27.12.06

BRINDE

Ao longe, ao luar,
No rio uma vela,
Serena a passar,
Que é que me revela?

Não sei, mas meu ser
Tornou-se-me estranho,
E eu sonho sem ver
Os sonhos que tenho.

Que angústia me enlaça?
Que amor não se explica?
É a vela que passa
Na noite que fica.

(Fernando Pessoa, Ficções do Interlúdio 1914-1935)




FAVA





Pois é, no café da minha zona também se conseguem estas pérolas!

23.12.06

BRINDE

Pelo sonho é que vamos

Pelo sonho é que vamos
comovidos e mudos.
Chegamos? Não chegamos?
Haja ou não haja frutos,
pelo sonho é que vamos.

Basta a fé no que temos.
Basta a esperança naquilo
que talvez não teremos.
Basta que a alma demos,
com a mesma alegria,
ao que desconhecemos
e ao que é do dia-a-dia.

Chegamos? Não chegamos?

Partimos. Vamos. Somos. (Sebastião da Gama)




FAVA

expo'98

"-você dá-me um cigarro?", disse a musa
de repente a meu lado. os cabelos escorriam água.
e a testa e as faces. toda ela. olhei-a interrogativo. "-é.

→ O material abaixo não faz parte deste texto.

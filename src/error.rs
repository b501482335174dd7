//! Error types for the routine assignment engine.

use crate::conflict::ConflictReport;
use crate::request::ValidationErrors;
use crate::types::SpanId;
use thiserror::Error;

/// Storage-related errors
#[derive(Debug, Error)]
pub enum StorageError {
    #[error("Store unavailable: {0}")]
    Unavailable(String),

    #[error("Corrupt record: {0}")]
    Corrupt(String),

    /// A uniqueness or occupancy index rejected a write inside the commit transaction
    #[error("Store constraint violated: {0}")]
    Constraint(String),

    #[error("Storage I/O error: {0}")]
    IoError(#[from] std::io::Error),
}

impl From<sled::Error> for StorageError {
    fn from(err: sled::Error) -> Self {
        StorageError::Unavailable(err.to_string())
    }
}

/// Errors returned by the engine's public operations
#[derive(Debug, Error)]
pub enum ApiError {
    #[error("Invalid request: {0}")]
    Validation(ValidationErrors),

    #[error("Placement rejected: {0}")]
    Conflict(ConflictReport),

    #[error("Teacher not found: {0}")]
    TeacherNotFound(String),

    #[error("Room not found: {0}")]
    RoomNotFound(String),

    #[error("Subject not found: {0}")]
    SubjectNotFound(String),

    #[error("Program not found: {0}")]
    ProgramNotFound(String),

    #[error("Span not found: {0}")]
    SpanNotFound(SpanId),

    #[error("Concurrent write detected: {0}")]
    RaceDetected(String),

    #[error("Store unavailable: {0}")]
    StoreUnavailable(String),

    #[error("Storage error: {0}")]
    StorageError(StorageError),

    #[error("Caller unauthorized: {0}")]
    Unauthorized(String),

    #[error("Configuration error: {0}")]
    ConfigError(String),

    #[error("Projection error: {0}")]
    ProjectionError(String),
}

impl ApiError {
    /// Whether the same request may succeed if resubmitted unchanged
    pub fn is_retryable(&self) -> bool {
        matches!(
            self,
            ApiError::RaceDetected(_) | ApiError::StoreUnavailable(_)
        )
    }

    /// Whether this error names an entity that does not exist
    pub fn is_not_found(&self) -> bool {
        matches!(
            self,
            ApiError::TeacherNotFound(_)
                | ApiError::RoomNotFound(_)
                | ApiError::SubjectNotFound(_)
                | ApiError::ProgramNotFound(_)
                | ApiError::SpanNotFound(_)
        )
    }

    /// Conflict report carried by a rejected placement, if any
    pub fn conflict_report(&self) -> Option<&ConflictReport> {
        match self {
            ApiError::Conflict(report) => Some(report),
            _ => None,
        }
    }
}

impl From<StorageError> for ApiError {
    fn from(err: StorageError) -> Self {
        match err {
            StorageError::Constraint(msg) => ApiError::RaceDetected(msg),
            StorageError::Unavailable(msg) => ApiError::StoreUnavailable(msg),
            StorageError::IoError(e) => ApiError::StoreUnavailable(e.to_string()),
            other @ StorageError::Corrupt(_) => ApiError::StorageError(other),
        }
    }
}

impl From<ValidationErrors> for ApiError {
    fn from(errors: ValidationErrors) -> Self {
        ApiError::Validation(errors)
    }
}

impl From<config::ConfigError> for ApiError {
    fn from(err: config::ConfigError) -> Self {
        ApiError::ConfigError(err.to_string())
    }
}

estou muito ruisselante. desculpe o galicismo".
e piscou-me o olho enquanto acendia o cigarro
no meu isqueiro lesto. a t-shirt encharcada

demorava-se nos seus contornos íntimos, acerava-lhe
os bicos dos peitos pelos meus olhos dentro.
rosetas de bronze húmido. enfim, suponho. os jeans e os

ténis deviam pesar imenso. tinha as ancas bem desenhadas.
expeliu uma baforada. o umbigo estava à mostra acima
da fivela do cinto. viu que eu olhava ainda. sorriu.

encolheu os ombros. apontou para a azinhaga das águas tumultuantes.
havia lá mais gente a espadanar sem ter tirado a roupa.
os pais, as mães, os querubins do lar.

tinha passado para este lado da imagem. estava ao pé de mim.
"foi ali", disse, "agora preciso de uma corrente de ar".
quando olhei, tinha desaparecido. as musas são assim,

lustrais, perladas, elásticas e jovens.
pedem-nos lume, dão-nos fumo e partem logo. ficam as
notas pessoais: expo. sol, água e vento. gazela do deserto.